A significant proportion of breast cancer patients with hormone-receptor-positive breast cancer develop resistance to endocrine therapy. Medical reviews of breast cancer treatment outcomes have found that such resistance accounts for 10 per cent of recurrence and up to 30 per cent of metastasis, a condition marked by the spread of breast cancer tumours to other organs such as the bones, liver, or lungs.
“The genetic mechanisms underlying this resistance are not fully known,” said Nidhan Biswas, an associate professor and a cancer genomics specialist at the NIBMG who led the study. “Our study was designed to probe the genetic factors that contribute to this resistance.”
Biswas, collaborating with Sudeep Gupta, a professor of medical oncology at the TMC, and others analysed whole genomes from tumour tissue samples from 20 women with endocrine treatment-responsive tumours and 20 women with endocrine treatment-resistant tumours.
They found mutations in three specific genes, called PIK3CA, ESR1 and TP53, in 40 per cent of the treatment-resistant tumours but only in 5 per cent of the treatment-responsive tumours, indicating that the mutations increased the risk of recurrence.
The NIBMG-TMC study was published in the journal Communications Biology on Monday.
Among the 20 treatment-resistant women, a follow-up analysis on a subset of nine women found that seven had relapsed within an average of one year after their therapy.
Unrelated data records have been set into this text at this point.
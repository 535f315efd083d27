//! Cross-set test suite for enumlab-core.
//!
//! The per-module tests pin individual strings; these check the properties
//! every closed set and matching function must share.

use crate::*;
use strum::{EnumCount, IntoEnumIterator};

fn assert_raw_round_trip<T: RawValued>() {
    for variant in T::iter() {
        assert_eq!(
            T::from_raw(variant.raw_value()),
            Some(variant),
            "{}::{} does not round-trip",
            T::SET_NAME,
            variant.name()
        );
    }
}

fn assert_total<T, R>(f: impl Fn(T) -> R)
where
    T: ClosedSet,
    R: ToString,
{
    for variant in T::iter() {
        assert!(
            !f(variant).to_string().is_empty(),
            "{}::{} maps to an empty result",
            T::SET_NAME,
            variant.name()
        );
    }
}

fn assert_names_unique<T: ClosedSet>() {
    let names: Vec<_> = T::iter().map(ClosedSet::name).collect();
    for (i, name) in names.iter().enumerate() {
        assert!(!names[..i].contains(name), "{} declared twice", name);
    }
}

// Property: every matching function is total and never empty
#[test]
fn test_matching_functions_are_total() {
    assert_total(course_name);
    assert_total(course_kind);
    assert_total(is_mobile_course);
    assert_total(weekday_name);
    assert_total(is_it_finally_weekend);
    assert_total(help);
    assert_total(month_position);
}

// Property: raw value -> variant -> raw value for every raw-valued set
#[test]
fn test_raw_round_trip_all_sets() {
    assert_raw_round_trip::<Face>();
    assert_raw_round_trip::<Emoticon>();
    assert_raw_round_trip::<WeekdayIndex>();
    assert_raw_round_trip::<WeekdayNumber>();
    assert_raw_round_trip::<CardinalDirection>();
    assert_raw_round_trip::<Month>();
}

// Property: unknown raw values produce absence, never a default variant
#[test]
fn test_unmatched_raw_is_absent() {
    assert_eq!(Face::from_raw(""), None);
    assert_eq!(Emoticon::from_raw(":-|"), None);
    assert_eq!(WeekdayIndex::from_raw(i64::MAX), None);
    assert_eq!(WeekdayNumber::from_raw(8), None);
    assert_eq!(CardinalDirection::from_raw("North"), None);
    assert_eq!(Month::from_raw(-3), None);
}

// Property: implicit integer raw values climb by one from their start
#[test]
fn test_implicit_sequences() {
    verify_int_assignment::<WeekdayIndex>().unwrap();
    verify_int_assignment::<WeekdayNumber>().unwrap();
    verify_int_assignment::<Month>().unwrap();

    let numbers: Vec<i64> = WeekdayNumber::iter().map(RawValued::raw_value).collect();
    assert_eq!(numbers, implicit_int_raw_values(1, WeekdayNumber::COUNT));

    for (index, number) in WeekdayIndex::iter().zip(WeekdayNumber::iter()) {
        assert_eq!(index.raw_value() + 1, number.raw_value());
        assert_eq!(index.name(), number.name());
    }
}

// Property: equality is by variant, however the value was built
#[test]
fn test_equality_ignores_construction_path() {
    let by_literal = Month::March;
    let by_name = Month::from_name("March").unwrap();
    let by_raw = Month::from_raw(3).unwrap();
    let by_text = Month::from_raw_str("3").unwrap().unwrap();
    assert_eq!(by_literal, by_name);
    assert_eq!(by_name, by_raw);
    assert_eq!(by_raw, by_text);
    assert_ne!(by_raw, Month::from_raw(4).unwrap());

    assert_eq!(Emoticon::from_name("Sad"), Emoticon::from_raw(":-("));
}

#[test]
fn test_construction_by_name() {
    assert_eq!(Weekday::from_name("Sunday"), Some(Weekday::Sunday));
    assert_eq!(Weekday::from_name("sunday"), None);
    assert!(matches!(
        FirstQuarterCourse::parse_name("Haskell"),
        Err(EnumlabError::UnknownVariant {
            set: "FirstQuarterCourse",
            ..
        })
    ));
}

#[test]
fn test_variant_names_unique() {
    assert_names_unique::<FirstQuarterCourse>();
    assert_names_unique::<Weekday>();
    assert_names_unique::<Face>();
    assert_names_unique::<Emoticon>();
    assert_names_unique::<CardinalDirection>();
    assert_names_unique::<Month>();
}

// Scenario: workdays share one arm, Saturday and Sunday each have their own
#[test]
fn test_weekend_scenario() {
    let lines: Vec<String> = Weekday::iter().map(is_it_finally_weekend).collect();
    assert_eq!(lines[0], "Monday is a regular workday.");
    assert_eq!(lines[4], "Friday is a regular workday.");
    assert_eq!(lines[5], "Wuhuuuu, it's SATURDAYYYYYY.");
    assert_eq!(lines[6], "It's a weekend day.");

    let weekend: Vec<_> = Weekday::iter().filter(|d| d.is_in(&WEEKEND)).collect();
    assert_eq!(weekend, vec![Weekday::Saturday, Weekday::Sunday]);
}

// Scenario: ordinal suffixes for the first four months
#[test]
fn test_month_scenario() {
    let lines: Vec<String> = (1..=4)
        .filter_map(Month::from_raw)
        .map(month_position)
        .collect();
    assert_eq!(
        lines,
        vec![
            "January is the 1st month of the year",
            "February is the 2nd month of the year",
            "March is the 3rd month of the year",
            "April is the 4th month of the year",
        ]
    );
}

// Full transcript: both pages in default order
#[test]
fn test_default_transcript() {
    let config = EnumlabConfig::default();
    let text = render_pages_plain(&run_pages(&config.pages()));
    let lines: Vec<&str> = text.lines().collect();

    assert_eq!(lines.len(), 20);
    assert_eq!(lines[0], "these two are different");
    assert_eq!(lines[6], "Face::Happy raw value: Happy");
    assert_eq!(
        lines[10],
        "This direction South (↓) does not help the ship to get home."
    );
    assert_eq!(lines[19], "Emoticon with raw value 8-): Nerd");
}

#[test]
fn test_coverage_covers_every_variant() {
    for report in audit_all().unwrap() {
        let covered: usize = report.branches.iter().map(|b| b.variants.len()).sum();
        assert_eq!(covered, report.variant_count, "{}", report.function);
    }
}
The most frequent organs where metastasis occurred in treatment-resistant women were bones and the liver.
The researchers have confirmed their finding through a larger dataset from 84 women with the three-gene mutation signature and 145 women without these mutations, drawn from The Cancer Genome Atlas, an initiative by the US National Cancer Institute.
The genome analysis of treatment-resistant tumour tissues also revealed defects in DNA repair mechanisms that contribute to genomic instability and telomere shortening — the loss of protective DNA sequences at the ends of chromosomes that increase risks of genetic instability and disease.
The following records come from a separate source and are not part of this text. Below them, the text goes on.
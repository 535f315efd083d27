//! The closed value set abstraction.
//!
//! A closed set is a Rust `enum` without payloads whose variants are listed
//! by `strum::EnumIter`. Raw values are an optional second layer: a scalar
//! bound one-to-one to each variant, used for lookup and display but never
//! for equality (equality is derived `PartialEq` on the variant itself).
//!
//! ```ignore
//! use enumlab_core::prelude::*;
//!
//! assert_eq!(Month::from_raw(3), Some(Month::March));
//! assert_eq!(Month::from_raw(13), None);
//! ```

use std::fmt;

use serde::Serialize;
use strum::IntoEnumIterator;

use crate::error::{EnumlabError, EnumlabResult};

/// A finite, ordered set of named variants fixed at definition time.
///
/// Implementors derive `EnumIter` and `IntoStaticStr`; everything else
/// has a default built on the declared variant order.
pub trait ClosedSet:
    Copy + Eq + fmt::Debug + IntoEnumIterator + Into<&'static str> + 'static
{
    /// Name of the set as shown in listings and errors.
    const SET_NAME: &'static str;

    /// The variant's declared name.
    fn name(self) -> &'static str {
        self.into()
    }

    /// All variants in declaration order.
    fn variants() -> Vec<Self> {
        Self::iter().collect()
    }

    /// Zero-based position in declaration order.
    fn ordinal(self) -> usize {
        Self::iter().take_while(|v| *v != self).count()
    }

    /// Selects a variant by its declared name.
    fn from_name(name: &str) -> Option<Self> {
        Self::iter().find(|v| v.name() == name)
    }

    /// Like [`ClosedSet::from_name`], with a typed error for callers that
    /// need to report the failure.
    fn parse_name(name: &str) -> EnumlabResult<Self> {
        Self::from_name(name).ok_or_else(|| EnumlabError::unknown_variant(Self::SET_NAME, name))
    }

    /// Whether this value is one of `group`.
    ///
    /// Groups are fixed variant lists, so membership never depends on
    /// how raw values were assigned.
    fn is_in(self, group: &[Self]) -> bool {
        group.contains(&self)
    }
}

/// How a set's raw values were assigned.
#[derive(Debug, Clone, Copy, PartialEq, Eq, Serialize)]
#[serde(tag = "kind", rename_all = "snake_case")]
pub enum RawAssignment {
    /// Text raw values equal the variant name
    ImplicitText,
    /// Text raw values written out per variant
    ExplicitText,
    /// Integer raw values counted up by one from `start`
    ImplicitInt { start: i64 },
    /// Integer raw values written out per variant
    ExplicitInt,
}

impl fmt::Display for RawAssignment {
    fn fmt(&self, f: &mut fmt::Formatter<'_>) -> fmt::Result {
        match self {
            Self::ImplicitText => f.write_str("implicit text"),
            Self::ExplicitText => f.write_str("explicit text"),
            Self::ImplicitInt { start } => write!(f, "implicit integer from {}", start),
            Self::ExplicitInt => f.write_str("explicit integer"),
        }
    }
}

/// Scalar types usable as raw values.
pub trait RawScalar: Copy + PartialEq + fmt::Display + fmt::Debug {
    /// Compares this raw value against user input.
    ///
    /// Returns `Err` when the input cannot be read as this scalar type at
    /// all, which is different from reading fine and matching nothing.
    fn matches_input(self, input: &str) -> Result<bool, String>;
}

impl RawScalar for i64 {
    fn matches_input(self, input: &str) -> Result<bool, String> {
        input
            .trim()
            .parse::<i64>()
            .map(|n| n == self)
            .map_err(|e| format!("'{}' is not an integer: {}", input, e))
    }
}

impl RawScalar for &'static str {
    fn matches_input(self, input: &str) -> Result<bool, String> {
        Ok(self == input)
    }
}

/// A closed set whose variants each carry a raw value.
pub trait RawValued: ClosedSet {
    /// The underlying scalar type.
    type Raw: RawScalar;

    /// The assignment rule, for listings and sequence checks.
    const ASSIGNMENT: RawAssignment;

    /// The variant's raw value.
    fn raw_value(self) -> Self::Raw;

    /// Looks up the variant whose raw value equals `raw`.
    ///
    /// No partial or default match: anything else is `None`.
    fn from_raw(raw: Self::Raw) -> Option<Self> {
        Self::iter().find(|v| v.raw_value() == raw)
    }

    /// Looks up a variant from textual input.
    ///
    /// `Ok(None)` means the input was well-formed but no variant carries it.
    fn from_raw_str(input: &str) -> EnumlabResult<Option<Self>> {
        for variant in Self::iter() {
            let hit = variant
                .raw_value()
                .matches_input(input)
                .map_err(|msg| EnumlabError::invalid_raw(Self::SET_NAME, msg))?;
            if hit {
                return Ok(Some(variant));
            }
        }
        Ok(None)
    }

    /// Every variant paired with its raw value, in declaration order.
    fn raw_table() -> Vec<(Self, Self::Raw)> {
        Self::iter().map(|v| (v, v.raw_value())).collect()
    }
}

/// Generation rule for implicit integer raw values: `start`, `start + 1`, ...
pub fn implicit_int_raw_values(start: i64, count: usize) -> Vec<i64> {
    (0..count as i64).map(|offset| start + offset).collect()
}

/// Checks an integer-backed set against its declared assignment.
///
/// For `ImplicitInt` sets the raw values must follow
/// [`implicit_int_raw_values`]; for every set the raw values must be
/// distinct so that lookup is one-to-one.
pub fn verify_int_assignment<T>() -> EnumlabResult<()>
where
    T: RawValued<Raw = i64>,
{
    let actual: Vec<i64> = T::iter().map(RawValued::raw_value).collect();

    if let RawAssignment::ImplicitInt { start } = T::ASSIGNMENT {
        let expected = implicit_int_raw_values(start, actual.len());
        if actual != expected {
            return Err(EnumlabError::invalid_raw(
                T::SET_NAME,
                format!("expected raw values {:?}, found {:?}", expected, actual),
            ));
        }
    }

    for (i, raw) in actual.iter().enumerate() {
        if actual[..i].contains(raw) {
            return Err(EnumlabError::invalid_raw(
                T::SET_NAME,
                format!("raw value {} is assigned twice", raw),
            ));
        }
    }

    Ok(())
}

#[cfg(test)]
mod tests {
    use super::*;

    #[test]
    fn test_implicit_sequence_from_zero() {
        assert_eq!(implicit_int_raw_values(0, 4), vec![0, 1, 2, 3]);
    }

    #[test]
    fn test_implicit_sequence_from_start() {
        assert_eq!(implicit_int_raw_values(1, 3), vec![1, 2, 3]);
        assert!(implicit_int_raw_values(5, 0).is_empty());
    }

    #[test]
    fn test_int_matches_input() {
        assert_eq!(7i64.matches_input("7"), Ok(true));
        assert_eq!(7i64.matches_input(" 7 "), Ok(true));
        assert_eq!(7i64.matches_input("8"), Ok(false));
        assert!(7i64.matches_input("seven").is_err());
    }

    #[test]
    fn test_text_matches_input() {
        assert_eq!(":-)".matches_input(":-)"), Ok(true));
        assert_eq!(":-)".matches_input(":-("), Ok(false));
    }

    #[test]
    fn test_assignment_display() {
        assert_eq!(
            RawAssignment::ImplicitInt { start: 1 }.to_string(),
            "implicit integer from 1"
        );
        assert_eq!(RawAssignment::ExplicitText.to_string(), "explicit text");
    }
}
“These findings may open up the pathway for new treatment options to target the genome instability mechanisms,” Biswas said. Drugs called PARP inhibitors, for instance, that target DNA repair defects have been under consideration as options in breast, ovarian and prostate cancer.
“Our findings add fresh evidence for the evaluation of PARP inhibitors in treatment-resistant breast tumours,” said Arnab Ghosh, the study’s first author at NIBMG. The other co-authors are Partha Mazumder at the Indian Statistical Institute, Calcutta, Rohan Chaubal and Pallavi Parab at the TMC, and Chitraparita Das, Subrata Das, Arindam Maitra at the NIBMG.